Аррах выглядел потерянным, словно сам не до конца верил своим откровениям. Но что-то мне подсказывало, что, скорее всего, именно так все и будет, если прямо сейчас не переловить всех землян и всех заразившихся, и не сжечь их оптом на какой-нибудь далекой пустынной планете.
Это не предавало оптимизма. Правительство Империи Третьего Союза просто не может принять иного решения!
Я слушал Арраха и тем временем прошелся вдоль стены, постучал по каменной кладке в некоторых местах. Пустоты не обнаружил.

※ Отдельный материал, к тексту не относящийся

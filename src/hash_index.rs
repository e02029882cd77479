//! HashMap-backed index with the same contract as `BPlusTree`, minus
//! ordering: point lookups are O(1) but `get_range` is a full scan. Used for
//! columns that get point-queried often but ranged over rarely. See spec
//! section 4.5.

use std::collections::HashMap;

use crate::errors::DatabaseError;

pub struct HashIndex {
    unique_keys: bool,
    map: HashMap<i64, Vec<i64>>,
}

impl HashIndex {
    pub fn new(unique_keys: bool) -> Self {
        HashIndex {
            unique_keys,
            map: HashMap::new(),
        }
    }

    pub fn len(&self) -> usize {
        self.map.len()
    }

    pub fn is_empty(&self) -> bool {
        self.map.is_empty()
    }

    pub fn insert(&mut self, key: i64, value: i64) -> Result<(), DatabaseError> {
        let entry = self.map.entry(key).or_default();
        if self.unique_keys && !entry.is_empty() {
            return Err(DatabaseError::NonUniqueKey(key));
        }
        entry.push(value);
        Ok(())
    }

    pub fn bulk_insert(&mut self, items: &[(i64, i64)]) -> Result<(), DatabaseError> {
        for (k, v) in items {
            self.insert(*k, *v)?;
        }
        Ok(())
    }

    pub fn get(&self, key: i64) -> Option<&[i64]> {
        self.map.get(&key).map(|v| v.as_slice())
    }

    pub fn contains_key(&self, key: i64) -> bool {
        self.map.contains_key(&key)
    }

    /// Full scan: every key in `[lo, hi]`, flattened to `(key, value)` pairs
    /// sorted by key for caller convenience.
    pub fn get_range(&self, lo: i64, hi: i64) -> Vec<(i64, i64)> {
        let mut out: Vec<(i64, i64)> = self
            .map
            .iter()
            .filter(|(k, _)| **k >= lo && **k <= hi)
            .flat_map(|(k, vs)| vs.iter().map(move |v| (*k, *v)))
            .collect();
        out.sort_unstable();
        out
    }

    pub fn remove(&mut self, key: i64, value: i64) -> Result<(), DatabaseError> {
        let values = self
            .map
            .get_mut(&key)
            .ok_or(DatabaseError::KeyNotFound(key))?;
        let pos = values
            .iter()
            .position(|v| *v == value)
            .ok_or(DatabaseError::KeyValueNotFound { key, value })?;
        values.remove(pos);
        if values.is_empty() {
            self.map.remove(&key);
        }
        Ok(())
    }

    pub fn remove_key(&mut self, key: i64) -> Result<Vec<i64>, DatabaseError> {
        self.map.remove(&key).ok_or(DatabaseError::KeyNotFound(key))
    }

    pub fn update(&mut self, key: i64, old_value: i64, new_value: i64) -> Result<(), DatabaseError> {
        let values = self
            .map
            .get_mut(&key)
            .ok_or(DatabaseError::KeyNotFound(key))?;
        let pos = values
            .iter()
            .position(|v| *v == old_value)
            .ok_or(DatabaseError::KeyValueNotFound { key, value: old_value })?;
        values[pos] = new_value;
        Ok(())
    }

    pub fn keys(&self) -> impl Iterator<Item = &i64> {
        self.map.keys()
    }
}

#[cfg(test)]
mod tests {
    use super::*;

    #[test]
    fn insert_and_get_round_trip() {
        let mut idx = HashIndex::new(false);
        idx.insert(1, 10).unwrap();
        idx.insert(1, 20).unwrap();
        assert_eq!(idx.get(1), Some(&[10, 20][..]));
    }

    #[test]
    fn unique_keys_rejects_duplicates() {
        let mut idx = HashIndex::new(true);
        idx.insert(1, 10).unwrap();
        assert!(matches!(idx.insert(1, 20), Err(DatabaseError::NonUniqueKey(1))));
    }

    #[test]
    fn range_scan_filters_and_sorts() {
        let mut idx = HashIndex::new(true);
        for i in 0..10 {
            idx.insert(i, i * 100).unwrap();
        }
        let range = idx.get_range(3, 5);
        assert_eq!(range, vec![(3, 300), (4, 400), (5, 500)]);
    }

    #[test]
    fn remove_drops_key_once_last_value_gone() {
        let mut idx = HashIndex::new(false);
        idx.insert(7, 1).unwrap();
        idx.remove(7, 1).unwrap();
        assert!(!idx.contains_key(7));
    }

    #[test]
    fn update_replaces_value_in_place() {
        let mut idx = HashIndex::new(true);
        idx.insert(1, 10).unwrap();
        idx.update(1, 10, 99).unwrap();
        assert_eq!(idx.get(1), Some(&[99][..]));
    }
}
//! Shared/exclusive record-level locking for strict two-phase locking. See
//! spec section 4.7.
//!
//! REDESIGN FLAG resolution (open question "upgrade race"): an upgrade from
//! shared to exclusive is only granted when the requesting transaction is
//! the *sole* shared holder (`s_locks[key] == {txn}` exactly), not merely a
//! member of the shared set. A transaction that upgrades while another
//! transaction also holds the shared lock must instead release and retry
//! (the worker's abort/retry loop handles this), which prevents two
//! concurrent upgraders from each waiting on the other's shared lock.

use std::collections::{HashMap, HashSet};
use std::sync::Mutex;

#[derive(Debug, Clone, Copy, PartialEq, Eq)]
pub enum LockMode {
    Shared,
    Exclusive,
}

struct Inner {
    s_locks: HashMap<i64, HashSet<u64>>,
    x_locks: HashMap<i64, u64>,
    /// Reverse index: every key a transaction currently holds, for `release_all`.
    held_by: HashMap<u64, HashSet<i64>>,
}

pub struct LockManager {
    inner: Mutex<Inner>,
}

impl Default for LockManager {
    fn default() -> Self {
        Self::new()
    }
}

impl LockManager {
    pub fn new() -> Self {
        LockManager {
            inner: Mutex::new(Inner {
                s_locks: HashMap::new(),
                x_locks: HashMap::new(),
                held_by: HashMap::new(),
            }),
        }
    }

    /// Attempt to acquire `mode` on `key` for `txn`. Returns `false` if the
    /// lock is unavailable; the caller (a `QueryWrapper`/`Transaction`)
    /// should treat that as a reason to abort and retry.
    pub fn request(&self, txn: u64, key: i64, mode: LockMode) -> bool {
        let mut inner = self.inner.lock().unwrap();
        match mode {
            LockMode::Shared => {
                if let Some(holder) = inner.x_locks.get(&key) {
                    return *holder == txn;
                }
                inner.s_locks.entry(key).or_default().insert(txn);
                inner.held_by.entry(txn).or_default().insert(key);
                true
            }
            LockMode::Exclusive => {
                if let Some(holder) = inner.x_locks.get(&key) {
                    return *holder == txn;
                }
                let shared_holders = inner.s_locks.get(&key);
                let sole_shared_holder = match shared_holders {
                    None => true,
                    Some(set) => set.is_empty() || (set.len() == 1 && set.contains(&txn)),
                };
                if !sole_shared_holder {
                    return false;
                }
                inner.s_locks.remove(&key);
                inner.x_locks.insert(key, txn);
                inner.held_by.entry(txn).or_default().insert(key);
                true
            }
        }
    }

    pub fn release(&self, txn: u64, key: i64) {
        let mut inner = self.inner.lock().unwrap();
        if inner.x_locks.get(&key) == Some(&txn) {
            inner.x_locks.remove(&key);
        }
        if let Some(set) = inner.s_locks.get_mut(&key) {
            set.remove(&txn);
            if set.is_empty() {
                inner.s_locks.remove(&key);
            }
        }
        if let Some(held) = inner.held_by.get_mut(&txn) {
            held.remove(&key);
        }
    }

    /// Release every lock held by `txn`, e.g. on abort or commit.
    pub fn release_all(&self, txn: u64) {
        let mut inner = self.inner.lock().unwrap();
        let keys: Vec<i64> = inner
            .held_by
            .remove(&txn)
            .map(|s| s.into_iter().collect())
            .unwrap_or_default();
        for key in keys {
            if inner.x_locks.get(&key) == Some(&txn) {
                inner.x_locks.remove(&key);
            }
            if let Some(set) = inner.s_locks.get_mut(&key) {
                set.remove(&txn);
                if set.is_empty() {
                    inner.s_locks.remove(&key);
                }
            }
        }
    }
}

#[cfg(test)]
mod tests {
    use super::*;

    #[test]
    fn two_transactions_can_share_a_read_lock() {
        let lm = LockManager::new();
        assert!(lm.request(1, 10, LockMode::Shared));
        assert!(lm.request(2, 10, LockMode::Shared));
    }

    #[test]
    fn exclusive_lock_blocks_other_transactions() {
        let lm = LockManager::new();
        assert!(lm.request(1, 10, LockMode::Exclusive));
        assert!(!lm.request(2, 10, LockMode::Shared));
        assert!(!lm.request(2, 10, LockMode::Exclusive));
    }

    #[test]
    fn sole_shared_holder_can_upgrade_in_place() {
        let lm = LockManager::new();
        assert!(lm.request(1, 10, LockMode::Shared));
        assert!(lm.request(1, 10, LockMode::Exclusive));
    }

    #[test]
    fn upgrade_fails_when_another_transaction_also_holds_shared() {
        let lm = LockManager::new();
        assert!(lm.request(1, 10, LockMode::Shared));
        assert!(lm.request(2, 10, LockMode::Shared));
        assert!(!lm.request(1, 10, LockMode::Exclusive));
    }

    #[test]
    fn release_all_frees_every_key_held_by_a_transaction() {
        let lm = LockManager::new();
        lm.request(1, 10, LockMode::Shared);
        lm.request(1, 20, LockMode::Exclusive);
        lm.release_all(1);
        assert!(lm.request(2, 10, LockMode::Exclusive));
        assert!(lm.request(2, 20, LockMode::Exclusive));
    }
}
//! A fixed-capacity min-heap of `(priority, key, value)` entries paired
//! with a key -> heap-index map for O(1) lookup and O(log n) priority
//! fix-up. See spec section 4.2.

use std::collections::HashMap;
use std::hash::Hash;

use crate::cache_policy::CachePolicy;
use crate::errors::DatabaseError;

pub struct PriorityQueue<K: Eq + Hash + Clone, V> {
    capacity: usize,
    heap: Vec<(K, (i64, V))>,
    positions: HashMap<K, usize>,
    policy: CachePolicy,
}

impl<K: Eq + Hash + Clone, V> PriorityQueue<K, V> {
    pub fn new(capacity: usize, policy: CachePolicy) -> Result<Self, DatabaseError> {
        if capacity == 0 {
            return Err(DatabaseError::PriorityQueueCapacityOutOfBounds(0));
        }
        Ok(PriorityQueue {
            capacity,
            heap: Vec::with_capacity(capacity),
            positions: HashMap::new(),
            policy,
        })
    }

    pub fn len(&self) -> usize {
        self.heap.len()
    }

    pub fn is_empty(&self) -> bool {
        self.heap.is_empty()
    }

    pub fn contains_key(&self, key: &K) -> bool {
        self.positions.contains_key(key)
    }

    pub fn clear(&mut self) {
        self.heap.clear();
        self.positions.clear();
    }

    fn swap(&mut self, i: usize, j: usize) {
        self.heap.swap(i, j);
        self.positions.insert(self.heap[i].0.clone(), i);
        self.positions.insert(self.heap[j].0.clone(), j);
    }

    fn sift_up(&mut self, mut i: usize) {
        while i > 0 {
            let parent = (i - 1) / 2;
            if self.heap[parent].1 .0 <= self.heap[i].1 .0 {
                break;
            }
            self.swap(parent, i);
            i = parent;
        }
    }

    fn sift_down(&mut self, mut i: usize) {
        let len = self.heap.len();
        loop {
            let left = 2 * i + 1;
            let right = 2 * i + 2;
            let mut smallest = i;
            if left < len && self.heap[left].1 .0 < self.heap[smallest].1 .0 {
                smallest = left;
            }
            if right < len && self.heap[right].1 .0 < self.heap[smallest].1 .0 {
                smallest = right;
            }
            if smallest == i {
                break;
            }
            self.swap(i, smallest);
            i = smallest;
        }
    }

    /// Restore the heap property around `i` after its priority changed to
    /// an arbitrary value (could have moved either up or down).
    fn reheap(&mut self, i: usize) {
        if i > 0 && self.heap[(i - 1) / 2].1 .0 > self.heap[i].1 .0 {
            self.sift_up(i);
        } else {
            self.sift_down(i);
        }
    }

    /// Bottom-up O(n) rebuild, used after a policy decays every entry's
    /// priority in one pass (the leaky-bucket family).
    fn heapify(&mut self) {
        let len = self.heap.len();
        for i in (0..len / 2).rev() {
            self.sift_down(i);
        }
    }

    /// Push `(key, value)` at `priority`. If `key` is already present, the
    /// policy's `update_priority` is applied to its current priority
    /// instead of inserting a new entry. The policy's `on_push` hook runs
    /// on every call regardless of key presence. When at capacity and
    /// inserting a brand new key, the lowest-priority entry (the heap root)
    /// is evicted and returned as `(key, priority, value)`.
    pub fn push(&mut self, key: K, value: V, priority: i64) -> Option<(K, i64, V)> {
        let snapshot: Vec<(i64, i64)> = self.heap.iter().enumerate().map(|(i, (_, (p, _)))| (i as i64, *p)).collect();
        let adjustments = self.policy.on_push_adjustments(&snapshot);
        if !adjustments.is_empty() {
            for (idx, new_priority) in adjustments {
                if let Some((_, (p, _))) = self.heap.get_mut(idx as usize) {
                    *p = new_priority;
                }
            }
            self.heapify();
        }

        if let Some(&i) = self.positions.get(&key) {
            let new_priority = self.policy.update_priority(self.heap[i].1 .0);
            self.heap[i].1 .0 = new_priority;
            self.reheap(i);
            return None;
        }

        if self.heap.len() < self.capacity {
            let i = self.heap.len();
            self.positions.insert(key.clone(), i);
            self.heap.push((key, (priority, value)));
            self.sift_up(i);
            return None;
        }

        // At capacity: the heap root is the lowest-priority entry.
        let (evict_key, (evict_priority, evict_value)) = std::mem::replace(&mut self.heap[0], (key.clone(), (priority, value)));
        self.positions.remove(&evict_key);
        self.positions.insert(key, 0);
        self.sift_down(0);
        Some((evict_key, evict_priority, evict_value))
    }

    /// Remove and return the lowest-priority entry.
    pub fn pop(&mut self) -> Option<(K, i64, V)> {
        if self.heap.is_empty() {
            return None;
        }
        let last = self.heap.len() - 1;
        self.swap(0, last);
        let (key, (priority, value)) = self.heap.pop().unwrap();
        self.positions.remove(&key);
        if !self.heap.is_empty() {
            self.sift_down(0);
        }
        Some((key, priority, value))
    }

    pub fn remove(&mut self, key: &K) -> Option<(i64, V)> {
        let i = *self.positions.get(key)?;
        let last = self.heap.len() - 1;
        self.swap(i, last);
        let (removed_key, (priority, value)) = self.heap.pop().unwrap();
        self.positions.remove(&removed_key);
        if i < self.heap.len() {
            self.reheap(i);
        }
        Some((priority, value))
    }

    pub fn get(&self, key: &K) -> Option<&(i64, V)> {
        let i = *self.positions.get(key)?;
        Some(&self.heap[i].1)
    }

    pub fn get_mut(&mut self, key: &K) -> Option<&mut (i64, V)> {
        let i = *self.positions.get(key)?;
        Some(&mut self.heap[i].1)
    }

    pub fn set_priority(&mut self, key: &K, priority: i64) -> bool {
        if let Some(&i) = self.positions.get(key) {
            self.heap[i].1 .0 = priority;
            self.reheap(i);
            true
        } else {
            false
        }
    }

    /// Enumerate `(key, priority)` pairs. `ordered=true` sorts by ascending
    /// priority (cheapest-to-evict first); otherwise heap-array order.
    pub fn items(&self, ordered: bool) -> Vec<(K, i64)> {
        let mut out: Vec<(K, i64)> = self.heap.iter().map(|(k, (p, _))| (k.clone(), *p)).collect();
        if ordered {
            out.sort_by_key(|(_, p)| *p);
        }
        out
    }
}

– Да понял я. Всем – кранты! Но мы еще поборемся. Русские – не сдаются! – я сел на старое место и задрал голову вверх, чтобы получше разглядеть лампочку в решетке и высокое далекое темное окно в потолке. – Они, стало быть, ловили одних преступников, а поймали других – не менее ценных.

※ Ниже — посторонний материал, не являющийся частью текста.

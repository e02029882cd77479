use pyo3::prelude::*;

pub mod bindings;
pub mod block;
pub mod btree;
pub mod buffer_pool;
pub mod cache_policy;
pub mod config;
pub mod database;
pub mod errors;
pub mod hash_index;
pub mod index;
pub mod lock_manager;
pub mod page;
pub mod page_directory;
pub mod priority_queue;
pub mod query;
pub mod table;
pub mod transaction;
pub mod transaction_worker;

/// The Python entry point: `import ripstore`.
#[pymodule]
fn ripstore(_py: Python, m: &PyModule) -> PyResult<()> {
    let _ = env_logger::try_init();
    bindings::register(m)
}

Что ж, похоже, полицаям, действительно, повезло. Они могли захватить и пустой эсминец в тот момент, когда шпион с фашистом уже слиняли, а мы еще не переместились. Вот только тогда, сдается мне, нас бы просто разорвало и разметало по космосу. Так что плен это пока не самое худшее, что с нами произошло за эти сутки.
– Но это еще не все. – Аллана тряхнула волосами. – Знаешь, Ивви, хотя император наложил вето на уничтожение нас троих, но ведь и противоядия ни у кого нет. Мы обречены на вечную изоляцию. И даже если сыворотку антидушия в скором времени найдут, то, скорее всего, ты, Ивви, не исцелишься.